As a western culture, we are informed in very limited ways as to how touch, massage and physical modalities impact our bodies. We think of it as a luxury, or as something inherently sexual. This is a shame. Massage therapy is also highly commodified in our cultural consciousness. When Googling covid-19 and massage therapy, all I came up with were guidelines on how to re-open businesses and get back to making money. Where are the scholarly articles on touch therapy and how it may work from a medical standpoint with treating covid-19?
Without getting into the full biology of it (mostly because I’m not a biologist) when I read scholarly articles about how covid-19 works in the body I see words that are familiar to me as a sports and recovery therapist: hyaluronic acid, inflammation, immune response, etc. These are all important in sports and therapeutic massage. For a time, I also focused my study on the impact and interaction of massage on clients with HIV come to find that massage has both profound emotional and medical benefits. It boosts immune response and supports the flushing of toxins from the body; something that is crucial for kidney and liver health when taking strong drug therapies. Oncology massage is an area that has shown great success in this area.
In my recent academic reading on covid-19, I came across this in an article in Nature.com:
During the incubation and non-severe stages, a specific adaptive immune response is required to eliminate the virus and to preclude disease progression to severe stages. Therefore, strategies to boost immune responses (anti-sera or pegylated IFNα) at this stage are certainly important.[1]
There have been small studies on the medical impact of massage therapy, including this one done by Cedars-Sinai. But I want to raise the idea that if there was ever a time for an intentional and well-funded study on the medical impact of massage therapy, certainly not as a cure for covid-19 but as both part of a prevention and recovery strategy, it seems like this is that time.

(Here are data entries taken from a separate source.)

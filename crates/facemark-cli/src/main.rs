use anyhow::{Context, Result};
use clap::{Parser, Subcommand};
use facemark_core::record;
use std::path::{Path, PathBuf};
use std::sync::atomic::{AtomicBool, Ordering};
use std::sync::Arc;
use tracing_subscriber::EnvFilter;

mod config;
mod context;
mod engine;
mod observations;

use config::Config;
use context::AppContext;

#[derive(Parser)]
#[command(name = "facemark", about = "Facemark classroom attendance by face recognition")]
struct Cli {
    #[command(subcommand)]
    command: Commands,
}

#[derive(Subcommand)]
enum Commands {
    /// Enroll (or re-enroll) a student from sample embeddings
    Enroll {
        /// Student name, unique within the gallery
        #[arg(short, long)]
        name: String,
        #[arg(short, long)]
        roll_no: String,
        #[arg(short, long)]
        section: String,
        /// JSON file with an array of sample embeddings
        #[arg(long)]
        samples: PathBuf,
        /// Embedding model that produced the samples (e.g., "facenet")
        #[arg(long)]
        model: Option<String>,
    },
    /// List enrolled students
    List {
        #[arg(short, long)]
        section: Option<String>,
    },
    /// Show one enrolled student
    Show { name: String },
    /// Remove an enrolled student
    Remove { name: String },
    /// Mark attendance from a file of per-frame embeddings
    Attend {
        /// JSON Lines file of observed faces, one frame per line
        #[arg(short, long)]
        observations: PathBuf,
        /// Only match students of this section
        #[arg(short, long)]
        section: Option<String>,
        /// Print the roster without writing a record
        #[arg(long)]
        no_record: bool,
    },
    /// List attendance records, or print one
    History { record: Option<PathBuf> },
    /// Show configuration and gallery summary
    Status,
}

#[tokio::main]
async fn main() -> Result<()> {
    tracing_subscriber::fmt()
        .with_env_filter(EnvFilter::from_default_env())
        .init();

    let cli = Cli::parse();
    let config = Config::load().context("loading configuration")?;
    let ctx = AppContext::init(config)?;

    let result = run(&ctx, cli.command).await;
    ctx.shutdown();
    result
}

async fn run(ctx: &AppContext, command: Commands) -> Result<()> {
    let gallery = ctx.gallery();

    match command {
        Commands::Enroll {
            name,
            roll_no,
            section,
            samples,
            model,
        } => {
            let samples = observations::load_samples(&samples, model.as_deref())
                .with_context(|| format!("reading samples from {}", samples.display()))?;
            let entry = gallery.enroll(&name, &samples, &roll_no, &section)?;
            println!(
                "Enrolled {} (roll {}, section {}) from {} samples",
                entry.identity,
                entry.roll_no,
                entry.section,
                samples.len()
            );
        }
        Commands::List { section } => {
            let entries = gallery.lookup_all(section.as_deref());
            if entries.is_empty() {
                println!("No students enrolled");
            }
            for entry in entries {
                println!(
                    "{}",
                    serde_json::json!({
                        "name": entry.identity,
                        "roll_no": entry.roll_no,
                        "section": entry.section,
                        "dim": entry.reference_embedding.dim(),
                    })
                );
            }
        }
        Commands::Show { name } => {
            let entry = gallery.get(&name)?;
            println!(
                "{}",
                serde_json::to_string_pretty(&serde_json::json!({
                    "name": entry.identity,
                    "roll_no": entry.roll_no,
                    "section": entry.section,
                    "embedding": entry.reference_embedding,
                }))?
            );
        }
        Commands::Remove { name } => {
            if gallery.delete(&name)? {
                println!("Removed {name}");
            } else {
                println!("{name} is not enrolled; nothing to remove");
            }
        }
        Commands::Attend {
            observations,
            section,
            no_record,
        } => attend(ctx, &observations, section.as_deref(), no_record).await?,
        Commands::History { record } => history(ctx, record)?,
        Commands::Status => {
            let records = record::list_records(&ctx.config.records_dir)?;
            println!(
                "{}",
                serde_json::to_string_pretty(&serde_json::json!({
                    "version": env!("CARGO_PKG_VERSION"),
                    "gallery_path": ctx.config.gallery_path,
                    "records_dir": ctx.config.records_dir,
                    "similarity_threshold": ctx.config.similarity_threshold,
                    "students": gallery.len(),
                    "sections": gallery.sections(),
                    "records": records.len(),
                }))?
            );
        }
    }

    Ok(())
}

async fn attend(ctx: &AppContext, path: &Path, section: Option<&str>, no_record: bool) -> Result<()> {
    let snapshot = ctx.gallery().snapshot(section);
    if snapshot.is_empty() {
        tracing::warn!(section = section.unwrap_or("ALL"), "no enrolled students to match against");
    }

    let frames = observations::open(path).with_context(|| format!("opening observations {}", path.display()))?;
    let engine = engine::spawn_engine(ctx.config.similarity_threshold)?;
    let cancel = Arc::new(AtomicBool::new(false));

    let scan = engine.scan(snapshot, Box::new(frames), Arc::clone(&cancel));
    tokio::pin!(scan);
    let report = tokio::select! {
        report = &mut scan => report?,
        _ = tokio::signal::ctrl_c() => {
            tracing::info!("interrupt received; stopping scan");
            cancel.store(true, Ordering::Relaxed);
            scan.await?
        }
    };

    let roster = &report.roster;
    let stats = &report.stats;
    println!(
        "Scanned {} frames, {} faces ({} recognized, {} unknown, {} failed){}",
        stats.frames,
        stats.faces,
        stats.recognized,
        stats.unknown,
        stats.failed_faces,
        if roster.cancelled { " [cancelled]" } else { "" }
    );

    if roster.is_empty() {
        println!("No students were marked present");
        return Ok(());
    }
    for entry in &roster.entries {
        println!(
            "  {:<24} {:<10} {:<6} {}",
            entry.identity,
            entry.roll_no,
            entry.section,
            entry.first_marked_at.format("%H:%M:%S")
        );
    }

    if !no_record {
        let path = record::write_record(&ctx.config.records_dir, roster)?;
        println!("Attendance saved to {}", path.display());
    }
    Ok(())
}

fn history(ctx: &AppContext, selected: Option<PathBuf>) -> Result<()> {
    let dir = &ctx.config.records_dir;

    let Some(selected) = selected else {
        let records = record::list_records(dir)?;
        if records.is_empty() {
            println!("No attendance records in {}", dir.display());
        }
        for summary in records {
            println!("{:<48} {:>4} present", summary.name, summary.rows);
        }
        return Ok(());
    };

    let path = if selected.exists() {
        selected
    } else {
        let mut in_dir = dir.join(&selected);
        if in_dir.extension().is_none() {
            in_dir.set_extension("csv");
        }
        in_dir
    };
    let rows = record::read_record(&path).with_context(|| format!("reading record {}", path.display()))?;
    for row in rows {
        println!("  {:<24} {:<10} {:<6} {}", row.name, row.roll_no, row.section, row.timestamp);
    }
    Ok(())
}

Ultimately to beat disease, not only do we need to listen to science, we need to be willing to explore new horizons of science that are already at our disposal. If we can get past our cultural biases and assumptions about touch and bodies being somehow in conflict with, secondary to or even absent from science and medicine, we might be better off for it. Touch as therapy is as old and as basic as humanity and it is literally in our hands. Maybe touch therapy in some form presents some kind of medical relief for people suffering in this crisis?
-ALD
[1] Shi, Y., Wang, Y., Shao, C. et al. COVID-19 infection: the perspectives on immune responses. Cell Death Differ 27, 1451–1454 (2020). https://doi.org/10.1038/s41418-020-0530-3
Love this post Adam! And love that massage continues to demonstrate to Western and modern medicine its value. How wonderful it would be for it to be covered by insurance; it is out of reach for many because of the expense. Although I did hear that a local massage school offered it by students in training at a greatly reduced fee–I’ll check that out. But thanks for this post, too. And keep on running!
Great to hear 0from you. I have passed on the link to your Sunday sevices.
Thanks for your hard work. Be safe & loved.
Shalom, JoAnn Freund
Even aside from what impacts it could have on the disease, how are the people who depend on touch therapy suffering in a time of no touching? How are we all suffering, physically and spiritually, from the simple act of touching? Interesting insight here, thanks.